As a sysadmin, I was always the guy that knew how to script. I loved it! I've built some pretty advanced (ugly) batch files and more than my fair share of many-hundred-line-long VBscript scripts. Not because I had to but just because I enjoyed automating stuff. It seems like this is a common starting point for sysadmins that are slowly turning into code monkeys. Afterall, scripts are code.

I found that I enjoyed writing the scripts much more than actually doing the job. I love automation and making processes more efficient. With a script, I had this tool I could build however I wanted instead of being forced into some obscure, clunky GUI that made me click around ten times to do something a single line of PowerShell would do.

This tendency to write scripts naturally evolved. At my last job, I was the go to PowerShell guy. People saw that I was knocking out tasks quickly and wanted my help on many different tasks. Before long, I was writing PowerShell every day, and it consumed over half of my working time. I loved it!

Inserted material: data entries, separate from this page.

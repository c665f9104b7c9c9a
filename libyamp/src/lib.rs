//! A streaming YAML 1.1/1.2 parser.
//!
//! Source text goes through four stages, each usable on its own:
//!
//! 1. **Lexer**: splits the character stream into lexemes, with control
//!    sentinels marking the start of documents, flow collections and scalars.
//!
//! 2. **Parser**: builds a lossless concrete syntax tree from the lexemes.
//!    Every source character belongs to exactly one token, so
//!    [`cst::stringify`] gives back the input unchanged.
//!
//! 3. **Composer**: turns top-level CST nodes into [`Document`]s, resolving
//!    properties, tags, aliases and structural errors.
//!
//! 4. **Stringifier**: writes documents back out as YAML text.
//!
//! Input may arrive in chunks through [`StreamParser`]; documents are handed
//! out as soon as they are complete.

pub mod compose;
pub mod cst;
pub mod directives;
pub mod document;
mod error;
pub mod lexer;
mod options;
pub mod parser;
pub mod schema;
mod stringify;
mod value;

pub use compose::Composer;
pub use directives::Directives;
pub use document::{
    Alias, Document, KeyId, Mapping, Node, NodeId, NodeKind, Pair, Scalar, ScalarStyle, Sequence, MAX_DEPTH,
};
pub use error::{ErrorCode, LineCounter, LinePos, Result, YamlError};
pub use lexer::Lexer;
pub use options::{DuplicateKeys, ParseOptions, SchemaName, StringifyOptions, Version};
pub use parser::Parser;
pub use schema::Schema;
pub use stringify::{stringify, stringify_all, stringify_value};
pub use value::Value;

use cst::CstNode;

/// Parses YAML that arrives in pieces.
///
/// Each call to [`feed`](StreamParser::feed) returns the documents the new
/// input completed; [`finish`](StreamParser::finish) flushes the rest. Errors
/// on the returned documents carry line and column positions.
///
/// ```
/// use libyamp::{ParseOptions, StreamParser};
///
/// let mut stream = StreamParser::new(ParseOptions::default());
/// let mut docs = stream.feed("a: 1\n---\nb:");
/// docs.extend(stream.finish());
/// assert_eq!(docs.len(), 2);
/// ```
#[derive(Debug)]
pub struct StreamParser {
    parser: Parser,
    composer: Composer,
    lines: LineCounter,
    filename: Option<String>,
    consumed: usize,
}

impl StreamParser {
    pub fn new(options: ParseOptions) -> Self {
        let filename = options.filename.clone();
        Self {
            parser: Parser::new(),
            composer: Composer::new(options),
            lines: LineCounter::new(),
            filename,
            consumed: 0,
        }
    }

    /// Take the next chunk of input.
    pub fn feed(&mut self, chunk: &str) -> Vec<Document> {
        self.lines.add_chunk(chunk);
        self.consumed += chunk.len();
        let nodes = self.parser.parse(chunk, true);
        let docs = self.compose(&nodes);
        self.locate(docs)
    }

    /// End of input: flush whatever is still open.
    pub fn finish(&mut self) -> Vec<Document> {
        self.finish_with(false)
    }

    fn finish_with(&mut self, force_doc: bool) -> Vec<Document> {
        let nodes = self.parser.parse("", false);
        let mut docs = self.compose(&nodes);
        docs.extend(self.composer.end(force_doc, self.consumed));
        self.locate(docs)
    }

    fn compose(&mut self, nodes: &[CstNode]) -> Vec<Document> {
        nodes.iter().flat_map(|node| self.composer.compose(node)).collect()
    }

    fn locate(&self, mut docs: Vec<Document>) -> Vec<Document> {
        let filename = self.filename.as_deref();
        for doc in &mut docs {
            for err in doc.errors.iter_mut().chain(doc.warnings.iter_mut()) {
                *err = err.clone().with_location(&self.lines, filename);
            }
        }
        docs
    }
}

/// Parse every document in `source`.
pub fn parse_all_documents(source: &str, options: ParseOptions) -> Vec<Document> {
    let mut stream = StreamParser::new(options);
    let mut docs = stream.feed(source);
    docs.extend(stream.finish());
    docs
}

/// Parse a source holding a single document. An empty source gives an empty
/// document; extra documents are dropped with a `MULTIPLE_DOCS` error on the
/// first.
pub fn parse_document(source: &str, options: ParseOptions) -> Document {
    let version = options.version;
    let schema = options.schema_for(version);
    let mut stream = StreamParser::new(options);
    let mut docs = stream.feed(source);
    docs.extend(stream.finish_with(true));
    let extra = docs.len().saturating_sub(1);
    let mut docs = docs.into_iter();
    let mut doc = docs
        .next()
        .unwrap_or_else(|| Document::new(Directives::new(version), schema, false));
    if let Some(second) = docs.next() {
        tracing::debug!(extra, "dropping extra documents");
        let start = second.range[0];
        doc.errors.push(
            YamlError::new(
                ErrorCode::MultipleDocs,
                start,
                start + 1,
                "Source contains multiple documents; please use parse_all_documents()",
            )
            .with_location(&stream.lines, stream.filename.as_deref()),
        );
    }
    doc
}

/// Parse a single document into plain data. The first error, if any, is
/// returned instead.
pub fn parse_value(source: &str, options: ParseOptions) -> Result<Value> {
    let mut doc = parse_document(source, options);
    if !doc.errors.is_empty() {
        return Err(doc.errors.swap_remove(0));
    }
    doc.to_value()
}

/// The concrete syntax tree of `source`.
pub fn parse_cst(source: &str) -> Vec<CstNode> {
    Parser::new().parse(source, false)
}

#[cfg(test)]
mod tests {
    use super::*;

    #[test]
    fn test_parse_value() {
        let value = parse_value("a: [1, two]\nb: ~\n", ParseOptions::default()).unwrap();
        assert_eq!(
            value,
            Value::Mapping(vec![
                ("a".into(), Value::Sequence(vec![1i64.into(), "two".into()])),
                ("b".into(), Value::Null),
            ])
        );
    }

    #[test]
    fn test_parse_value_error_has_location() {
        let err = parse_value("a: 1\na: 2\n", ParseOptions::default()).unwrap_err();
        assert_eq!(err.code, ErrorCode::DuplicateKey);
        assert_eq!(err.line_pos, Some(LinePos { line: 2, col: 1 }));
    }

    #[test]
    fn test_parse_document_multiple() {
        let doc = parse_document("a\n---\nb\n", ParseOptions::default());
        assert_eq!(doc.to_value().unwrap(), Value::from("a"));
        assert_eq!(doc.errors.len(), 1);
        assert_eq!(doc.errors[0].code, ErrorCode::MultipleDocs);
    }

    #[test]
    fn test_parse_document_empty() {
        let doc = parse_document("", ParseOptions::default());
        assert!(doc.errors.is_empty());
        assert_eq!(doc.to_value().unwrap(), Value::Null);
        assert!(parse_all_documents("", ParseOptions::default()).is_empty());
    }

    #[test]
    fn test_filename_in_message() {
        let options = ParseOptions::default().with_filename("conf.yaml");
        let err = parse_value("x: *nope\n", options).unwrap_err();
        assert_eq!(err.to_string(), "Aliased anchor not found: nope at 1:4 of <conf.yaml>");
    }

    #[test]
    fn test_cst_round_trip() {
        let source = "# c\nkey: [a, {b: c}] # t\n---\n- |\n  x\n...\n";
        assert_eq!(cst::stringify(&parse_cst(source)), source);
    }
}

It turns out that there are companies out there that want people to automate stuff full time! Lucky for me, I found Genomic Health and, after a year-long contract period as a Senior DevOps Engineer, I'm now full-time as a Senior Systems Automation Engineer.

Scripters vs. Developers

Even as I was writing PowerShell code the majority of my day I never considered myself a developer but now I do. What changed? A few things:

  1. Source Control - I'd argue that you can't be considered a developer until you check in code into some version control repository. I do this many times a day.
  2. Testing - I write Pester tests to test my code. This takes a lot longer than just winging it, but it pays dividends in the future.
  3. Patience - Being a developer requires much more patience than a scripter. A scripter just wants to get the job done quickly. The script may be disposable or a one-off thing but the developer is writing code for the long haul; A dev needs more patience.
  4. Discipline - What truly sets apart a scripter from a developer is discipline. Discipline is something I'm still working on myself every, single day. I still feel the urge just to throw something in, get it "working" until it doesn't throw an error and move on. I could normally get away with this in my previous job but I can't now. Other people are depending on the code and if it goes wrong, I'll have to go back and fix it or might give someone else a bad day.

If you found yourself nodding your head to my history at all, I encourage you not to be afraid of "real" code and software development. I still don't write applications, but us DevOps people don't have to. We simply need to write the code to help the devs get their code into production. I've heard the phrase, "software is consuming the world". Everywhere you look you'll see software replacing some technology. It's a great career move and one that you won't regret!